In most states, including California, the act of leaving the scene of an accident—whether the driver of a vehicle caused the hit and run car accident or not—can lead to serious legal consequences. The fact that a party left the scene is usually enough to face hit and run consequences, ranging from misdemeanor hit and run charges to felony offenses, depending on the severity of the damage and injuries involved.

An exception to this might occur if someone left the scene to get help, provided that he or she returns immediately. This underscores the importance of understanding how serious a hit and run can be, and why it is essential to call the police or other law enforcement immediately after an auto accident. Failing to do so can lead to difficulties with both the legal system and insurance companies. The evidence needed to prove a hit and run might involve witness testimony, surveillance footage, or physical evidence at the scene.

In California, the hit and run consequences can be particularly stringent, affecting everything from car insurance premiums to one’s criminal record. Penalties might include fines, county jail time, increases in auto insurance rates, or the suspension of a driver’s license. Cooperation with law enforcement and your insurance company, along with a clear understanding of your rights and responsibilities, can be crucial in navigating the complex landscape of hit and run charges.

Major vs. Minor Penalties

Is a Hit and Run a Felony or Misdemeanor?

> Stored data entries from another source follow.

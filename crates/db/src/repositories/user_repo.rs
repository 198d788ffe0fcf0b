//! Repository for the `users` table.

use smartseed_core::types::DbId;
use sqlx::PgPool;

use crate::models::user::{CreateUser, User, UserResponse};

/// Column list for full `users` rows.
const COLUMNS: &str = "id, name, email, password_hash, role, phone, is_active, created_at, updated_at";

/// Column list for hash-free user output.
const PUBLIC_COLUMNS: &str = "id, name, email, role, phone, is_active, created_at";

/// Provides read and create operations for users.
pub struct UserRepo;

impl UserRepo {
    /// Insert a new user, returning the full row.
    pub async fn create(pool: &PgPool, input: &CreateUser) -> Result<User, sqlx::Error> {
        let query = format!(
            "INSERT INTO users (name, email, password_hash, role, phone)
             VALUES ($1, $2, $3, $4, $5)
             RETURNING {COLUMNS}"
        );
        sqlx::query_as::<_, User>(&query)
            .bind(&input.name)
            .bind(&input.email)
            .bind(&input.password_hash)
            .bind(&input.role)
            .bind(&input.phone)
            .fetch_one(pool)
            .await
    }

    /// Find a user by email (login lookup).
    pub async fn find_by_email(pool: &PgPool, email: &str) -> Result<Option<User>, sqlx::Error> {
        let query = format!("SELECT {COLUMNS} FROM users WHERE LOWER(email) = LOWER($1)");
        sqlx::query_as::<_, User>(&query)
            .bind(email)
            .fetch_optional(pool)
            .await
    }

    /// Find a user by ID.
    pub async fn find_by_id(pool: &PgPool, id: DbId) -> Result<Option<User>, sqlx::Error> {
        let query = format!("SELECT {COLUMNS} FROM users WHERE id = $1");
        sqlx::query_as::<_, User>(&query)
            .bind(id)
            .fetch_optional(pool)
            .await
    }

    /// List users ordered by name, optionally restricted to one role.
    pub async fn list(pool: &PgPool, role: Option<&str>) -> Result<Vec<UserResponse>, sqlx::Error> {
        let query = format!(
            "SELECT {PUBLIC_COLUMNS} FROM users
             WHERE ($1::TEXT IS NULL OR role = $1)
             ORDER BY name ASC"
        );
        sqlx::query_as::<_, UserResponse>(&query)
            .bind(role)
            .fetch_all(pool)
            .await
    }
}
//! Router assembly shared by the binary and the integration tests.

use std::time::Duration;

use axum::http::header::{AUTHORIZATION, CONTENT_TYPE};
use axum::http::{HeaderName, HeaderValue, Method, StatusCode};
use axum::Router;
use tower_http::catch_panic::CatchPanicLayer;
use tower_http::cors::CorsLayer;
use tower_http::request_id::{MakeRequestUuid, PropagateRequestIdLayer, SetRequestIdLayer};
use tower_http::timeout::TimeoutLayer;
use tower_http::trace::{DefaultMakeSpan, DefaultOnResponse, TraceLayer};
use tracing::Level;

use crate::config::ServerConfig;
use crate::routes;
use crate::state::AppState;

/// Build the full application: `/health` at the root, everything else under
/// `/api/v1`, wrapped in the middleware stack.
pub fn build_app(state: AppState) -> Router {
    let cors = build_cors_layer(&state.config);
    let timeout = Duration::from_secs(state.config.request_timeout_secs);
    let request_id_header = HeaderName::from_static("x-request-id");

    Router::new()
        .merge(routes::health::router())
        .nest("/api/v1", routes::api_routes())
        // -- Middleware stack (applied bottom-up) --
        .layer(CatchPanicLayer::new())
        .layer(TimeoutLayer::with_status_code(
            StatusCode::REQUEST_TIMEOUT,
            timeout,
        ))
        .layer(PropagateRequestIdLayer::new(request_id_header.clone()))
        .layer(
            TraceLayer::new_for_http()
                .make_span_with(DefaultMakeSpan::new().level(Level::INFO))
                .on_response(DefaultOnResponse::new().level(Level::INFO)),
        )
        .layer(SetRequestIdLayer::new(request_id_header, MakeRequestUuid))
        .layer(cors)
        .with_state(state)
}

/// CORS layer from the configured origins. Origins that are not valid
/// header values are logged and skipped.
fn build_cors_layer(config: &ServerConfig) -> CorsLayer {
    let origins: Vec<HeaderValue> = config
        .cors_origins
        .iter()
        .filter_map(|o| match o.parse::<HeaderValue>() {
            Ok(value) => Some(value),
            Err(e) => {
                tracing::warn!(origin = %o, error = %e, "Ignoring invalid CORS origin");
                None
            }
        })
        .collect();

    CorsLayer::new()
        .allow_origin(origins)
        .allow_methods([
            Method::GET,
            Method::POST,
            Method::PUT,
            Method::DELETE,
            Method::PATCH,
        ])
        .allow_headers([CONTENT_TYPE, AUTHORIZATION])
        .allow_credentials(true)
        .max_age(Duration::from_secs(3600))
}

Hit and run consequences vary from state to state. Many states classify the charge as either a felony or misdemeanor depending on specific circumstances. Felony charges tend to be imposed in instances where a person has suffered any kind of injury, whether the injured person was a pedestrian or occupant in another vehicle. 

Guilty persons may be fined anywhere from $5,000 to $20,000. In addition, they may face the possibility of jail time of up to 15 years. A misdemeanor offense, while less severe than a felony, is punishable by a fine of up to $5,000 and also up to one year in jail.

License Points

How Many Points for Leaving the Scene of an Accident?

In addition to criminal consequences of a hit and run, almost every state imposes administrative penalties related to the person’s license. Any conviction will usually result in automatic suspension, or even revocation of the driver’s license for about six months. Some states impose the suspension for as long as three years. Other states impose the suspension for a lifetime, depending on the circumstances of the accident.

At-fault drivers may also be subject to civil cases. An injured party can file an injury claim for damages to their property. They may also be able to file for compensation for medical treatment and lost wages.

What Evidence is Needed to Convict a Hit and Run?

In a criminal trial, a prosecutor must usually prove the following facts to find someone guilty of a hit and run:

  • While driving, the defendant was involved in the vehicle accident
  • The accident caused serious injury, permanent injury, or death to someone else
  • The defendant knew he or she was involved in the accident that caused injury to someone else, or knew that injury was probable given the circumstances of the accident, AND he or she willfully failed to perform one or more of the following duties:
    • To stop immediately at the scene
    • To provide reasonable assistance to any injured persons
    • To give involved parties or authorities their contact and vehicle information; if not their vehicle, to provide the details for the owner of the vehicle; to provide the name and details of injured individuals in his or her vehicle; to show a driver’s license upon request at the scene; to notify authorities without unnecessary delay to fatalities as a result of the accident.

The Bottom Line

The hit and run consequences in states across the United States, and especially in California, are severe and multifaceted. Whether it’s a minor hit and run charge or a felony offense, the legal system treats these incidents seriously. Drivers involved in an auto accident must understand the importance of remaining at the scene, calling the police or other law enforcement, and cooperating fully with their insurance company.

Leaving the scene of an accident, regardless of who is at fault, can lead to substantial penalties, including fines, county jail time, increases in car and auto insurance rates, or the suspension or revocation of a driver’s license.

The evidence needed to prove a hit and run includes not only physical evidence but also witness testimony and surveillance footage, reflecting the complexity and gravity of these charges. Civil liabilities may also arise, including injury claims for property damage, medical treatment, and lost wages.

If you’re involved in a hit and run car accident, whether as a victim or a driver, understanding these consequences and your legal responsibilities is vital. Legal advice from qualified attorneys specializing in hit and run cases can be an invaluable resource in navigating this complex legal landscape. 

Call 1-800-THE-LAW2 to Find a Hit and Run Lawyer Near You

After a hit and run accident, you may still be eligible for accident compensation. Let our personal injury attorneys make the litigation process easier for you. Contact us today to schedule your free consultation.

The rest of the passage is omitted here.